- INSTRUCTIONS TO FOLLOW
Return only those lines of the material that contain "expect".

----------------

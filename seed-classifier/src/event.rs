use crate::kinematics::FourMomentum;
use seed_validation_common::{AlgorithmCode, Index, PdgId, Real};
use serde::{Deserialize, Serialize};
use thiserror::Error;

/// Violations of the per-event field contract. All of these are fatal.
#[derive(Debug, Error, PartialEq)]
pub enum EventError {
    #[error("{first} has {first_len} entries but {second} has {second_len}")]
    LengthMismatch {
        first: &'static str,
        first_len: usize,
        second: &'static str,
        second_len: usize,
    },
    #[error("Index {index} out of range for {sequence} of length {len}")]
    IndexOutOfRange {
        sequence: &'static str,
        index: Index,
        len: usize,
    },
    #[error("Algorithm code {code} has no category, {categories} categories are configured")]
    UnknownAlgorithm {
        code: AlgorithmCode,
        categories: usize,
    },
}

/// One record of the tracking ntuple.
///
/// Every field is a column of the ntuple; fields with the same prefix are
/// parallel sequences and must have the same length.
/// The truth-link columns (`sim_parentVtxIdx`, `sim_trkIdx` and `simvtx_sourceSimIdx`)
/// are only required when classifying against truth.
#[derive(Debug, Clone, Default, PartialEq, Serialize, Deserialize)]
pub struct Event {
    #[serde(rename = "trk_seedIdx")]
    pub track_seed_index: Vec<Index>,
    /// Matched simulated particles of each track, best match first.
    #[serde(rename = "trk_simTrkIdx")]
    pub track_sim_indices: Vec<Vec<Index>>,

    #[serde(rename = "see_ecalDriven")]
    pub seed_ecal_driven: Vec<bool>,
    #[serde(rename = "see_algoOriginal")]
    pub seed_algorithm: Vec<AlgorithmCode>,

    #[serde(rename = "sim_pdgId")]
    pub sim_pdg_id: Vec<PdgId>,
    pub sim_px: Vec<Real>,
    pub sim_py: Vec<Real>,
    pub sim_pz: Vec<Real>,
    #[serde(rename = "sim_parentVtxIdx", default)]
    pub sim_parent_vertex: Vec<Index>,
    #[serde(rename = "sim_trkIdx", default)]
    pub sim_track_indices: Vec<Vec<Index>>,

    /// Simulated particles which produced each vertex. Empty for primary vertices.
    #[serde(rename = "simvtx_sourceSimIdx", default)]
    pub vertex_source_sim_indices: Vec<Vec<Index>>,
}

#[derive(Debug, Clone, Copy, PartialEq)]
pub struct Seed {
    pub ecal_driven: bool,
    pub algorithm: AlgorithmCode,
}

#[derive(Debug, Clone, Copy, PartialEq)]
pub struct SimParticle {
    pub pdg_id: PdgId,
    pub momentum: FourMomentum,
}

fn check_length(
    first: &'static str,
    first_len: usize,
    second: &'static str,
    second_len: usize,
) -> Result<(), EventError> {
    if first_len == second_len {
        Ok(())
    } else {
        Err(EventError::LengthMismatch {
            first,
            first_len,
            second,
            second_len,
        })
    }
}

fn get<'a, T>(sequence: &'static str, values: &'a [T], index: Index) -> Result<&'a T, EventError> {
    values.get(index).ok_or(EventError::IndexOutOfRange {
        sequence,
        index,
        len: values.len(),
    })
}

impl Event {
    /// Checks that parallel sequences have matching lengths.
    /// Indices are checked when they are followed.
    pub fn validate(&self, with_truth_links: bool) -> Result<(), EventError> {
        check_length(
            "trk_seedIdx",
            self.track_seed_index.len(),
            "trk_simTrkIdx",
            self.track_sim_indices.len(),
        )?;
        check_length(
            "see_ecalDriven",
            self.seed_ecal_driven.len(),
            "see_algoOriginal",
            self.seed_algorithm.len(),
        )?;
        let sim_count = self.sim_count();
        check_length("sim_pdgId", sim_count, "sim_px", self.sim_px.len())?;
        check_length("sim_pdgId", sim_count, "sim_py", self.sim_py.len())?;
        check_length("sim_pdgId", sim_count, "sim_pz", self.sim_pz.len())?;
        if with_truth_links {
            check_length(
                "sim_pdgId",
                sim_count,
                "sim_parentVtxIdx",
                self.sim_parent_vertex.len(),
            )?;
            check_length(
                "sim_pdgId",
                sim_count,
                "sim_trkIdx",
                self.sim_track_indices.len(),
            )?;
        }
        Ok(())
    }

    pub fn track_count(&self) -> usize {
        self.track_seed_index.len()
    }

    pub fn sim_count(&self) -> usize {
        self.sim_pdg_id.len()
    }

    /// Iterates over the seed index and truth matches of each track, in storage order.
    pub fn tracks(&self) -> impl Iterator<Item = (Index, &[Index])> + '_ {
        self.track_seed_index
            .iter()
            .copied()
            .zip(self.track_sim_indices.iter().map(Vec::as_slice))
    }

    pub fn track_seed(&self, track: Index) -> Result<Index, EventError> {
        get("trk_seedIdx", &self.track_seed_index, track).copied()
    }

    pub fn seed(&self, seed: Index) -> Result<Seed, EventError> {
        Ok(Seed {
            ecal_driven: *get("see_ecalDriven", &self.seed_ecal_driven, seed)?,
            algorithm: *get("see_algoOriginal", &self.seed_algorithm, seed)?,
        })
    }

    pub fn sim_particle(&self, sim: Index) -> Result<SimParticle, EventError> {
        Ok(SimParticle {
            pdg_id: *get("sim_pdgId", &self.sim_pdg_id, sim)?,
            momentum: FourMomentum::electron(
                *get("sim_px", &self.sim_px, sim)?,
                *get("sim_py", &self.sim_py, sim)?,
                *get("sim_pz", &self.sim_pz, sim)?,
            ),
        })
    }

    /// A particle is prompt when its parent vertex was not produced by another particle.
    pub fn is_prompt(&self, sim: Index) -> Result<bool, EventError> {
        let vertex = *get("sim_parentVtxIdx", &self.sim_parent_vertex, sim)?;
        Ok(get("simvtx_sourceSimIdx", &self.vertex_source_sim_indices, vertex)?.is_empty())
    }

    /// The first reconstructed track matched to the particle, if any.
    pub fn first_track(&self, sim: Index) -> Result<Option<Index>, EventError> {
        Ok(get("sim_trkIdx", &self.sim_track_indices, sim)?
            .first()
            .copied())
    }
}

#[cfg(test)]
impl Event {
    /// Adds a vertex, returning its index.
    pub(crate) fn push_vertex(&mut self, sources: Vec<Index>) -> Index {
        self.vertex_source_sim_indices.push(sources);
        self.vertex_source_sim_indices.len() - 1
    }

    /// Adds a simulated particle at the given vertex, returning its index.
    pub(crate) fn push_sim(&mut self, pdg_id: PdgId, momentum: FourMomentum, vertex: Index) -> Index {
        self.sim_pdg_id.push(pdg_id);
        self.sim_px.push(momentum.px);
        self.sim_py.push(momentum.py);
        self.sim_pz.push(momentum.pz);
        self.sim_parent_vertex.push(vertex);
        self.sim_track_indices.push(Vec::new());
        self.sim_count() - 1
    }

    pub(crate) fn push_seed(&mut self, ecal_driven: bool, algorithm: AlgorithmCode) -> Index {
        self.seed_ecal_driven.push(ecal_driven);
        self.seed_algorithm.push(algorithm);
        self.seed_ecal_driven.len() - 1
    }

    /// Adds a track built from `seed`, matched to `sims` in order of quality,
    /// and links it back from the first simulated particle it matches.
    pub(crate) fn push_track(&mut self, seed: Index, sims: Vec<Index>) -> Index {
        let track = self.track_count();
        if let Some(links) = sims
            .first()
            .and_then(|&sim| self.sim_track_indices.get_mut(sim))
        {
            links.push(track);
        }
        self.track_seed_index.push(seed);
        self.track_sim_indices.push(sims);
        track
    }
}

#[cfg(test)]
mod tests {
    use super::*;
    use assert_approx_eq::assert_approx_eq;

    const JSON_EVENT: &str = r#"
    {
        "trk_seedIdx": [0, 1],
        "trk_simTrkIdx": [[0], []],
        "see_ecalDriven": [true, false],
        "see_algoOriginal": [4, 0],
        "sim_pdgId": [-11, 211],
        "sim_px": [20.0, 1.0],
        "sim_py": [0.0, 1.0],
        "sim_pz": [10.0, 0.0],
        "sim_parentVtxIdx": [0, 1],
        "sim_trkIdx": [[0], []],
        "simvtx_sourceSimIdx": [[], [0]]
    }
    "#;

    fn event() -> Event {
        serde_json::from_str(JSON_EVENT).expect("event should decode")
    }

    #[test]
    fn decode_branch_names() {
        let event = event();
        assert!(event.validate(true).is_ok());
        assert_eq!(event.track_count(), 2);
        assert_eq!(event.sim_count(), 2);
        let tracks = event
            .tracks()
            .map(|(seed, sims)| (seed, sims.to_vec()))
            .collect::<Vec<_>>();
        assert_eq!(tracks, vec![(0, vec![0]), (1, vec![])]);
    }

    #[test]
    fn truth_links_are_optional() {
        let event: Event = serde_json::from_str(
            r#"{"trk_seedIdx": [], "trk_simTrkIdx": [], "see_ecalDriven": [],
                "see_algoOriginal": [], "sim_pdgId": [11], "sim_px": [1.0],
                "sim_py": [0.0], "sim_pz": [0.0]}"#,
        )
        .expect("event should decode");
        assert!(event.validate(false).is_ok());
        assert_eq!(
            event.validate(true),
            Err(EventError::LengthMismatch {
                first: "sim_pdgId",
                first_len: 1,
                second: "sim_parentVtxIdx",
                second_len: 0,
            })
        );
    }

    #[test]
    fn mismatched_lengths() {
        let mut event = event();
        event.sim_pz.pop();
        assert!(matches!(
            event.validate(false),
            Err(EventError::LengthMismatch { second: "sim_pz", .. })
        ));
    }

    #[test]
    fn seed_and_particle_views() {
        let event = event();
        assert_eq!(
            event.seed(0),
            Ok(Seed {
                ecal_driven: true,
                algorithm: 4
            })
        );
        let particle = event.sim_particle(0).expect("particle exists");
        assert_eq!(particle.pdg_id, -11);
        assert_approx_eq!(particle.momentum.pt(), 20.0);
    }

    #[test]
    fn out_of_range_index() {
        let event = event();
        assert_eq!(
            event.seed(2),
            Err(EventError::IndexOutOfRange {
                sequence: "see_ecalDriven",
                index: 2,
                len: 2
            })
        );
        assert!(event.sim_particle(5).is_err());
        assert!(event.track_seed(2).is_err());
    }

    #[test]
    fn prompt_particles() {
        let event = event();
        assert_eq!(event.is_prompt(0), Ok(true));
        assert_eq!(event.is_prompt(1), Ok(false));
    }

    #[test]
    fn first_track_of_particle() {
        let event = event();
        assert_eq!(event.first_track(0), Ok(Some(0)));
        assert_eq!(event.first_track(1), Ok(None));
    }

    #[test]
    fn builder_links_tracks() {
        let mut event = Event::default();
        let vertex = event.push_vertex(Vec::new());
        let sim = event.push_sim(
            11,
            FourMomentum::electron_from_pt_eta_phi(15.0, -1.2, 0.0),
            vertex,
        );
        let seed = event.push_seed(false, 3);
        let track = event.push_track(seed, vec![sim]);
        assert!(event.validate(true).is_ok());
        assert_eq!(event.first_track(sim), Ok(Some(track)));
        let particle = event.sim_particle(sim).expect("particle exists");
        assert_approx_eq!(particle.momentum.pt(), 15.0, 1e-9);
        assert_approx_eq!(particle.momentum.eta(), -1.2, 1e-9);
    }
}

----------------

- ANSWER FOR THE TASK
        serde_json::from_str(JSON_EVENT).expect("event should decode")
        .expect("event should decode");
        let particle = event.sim_particle(0).expect("particle exists");
        let particle = event.sim_particle(sim).expect("particle exists");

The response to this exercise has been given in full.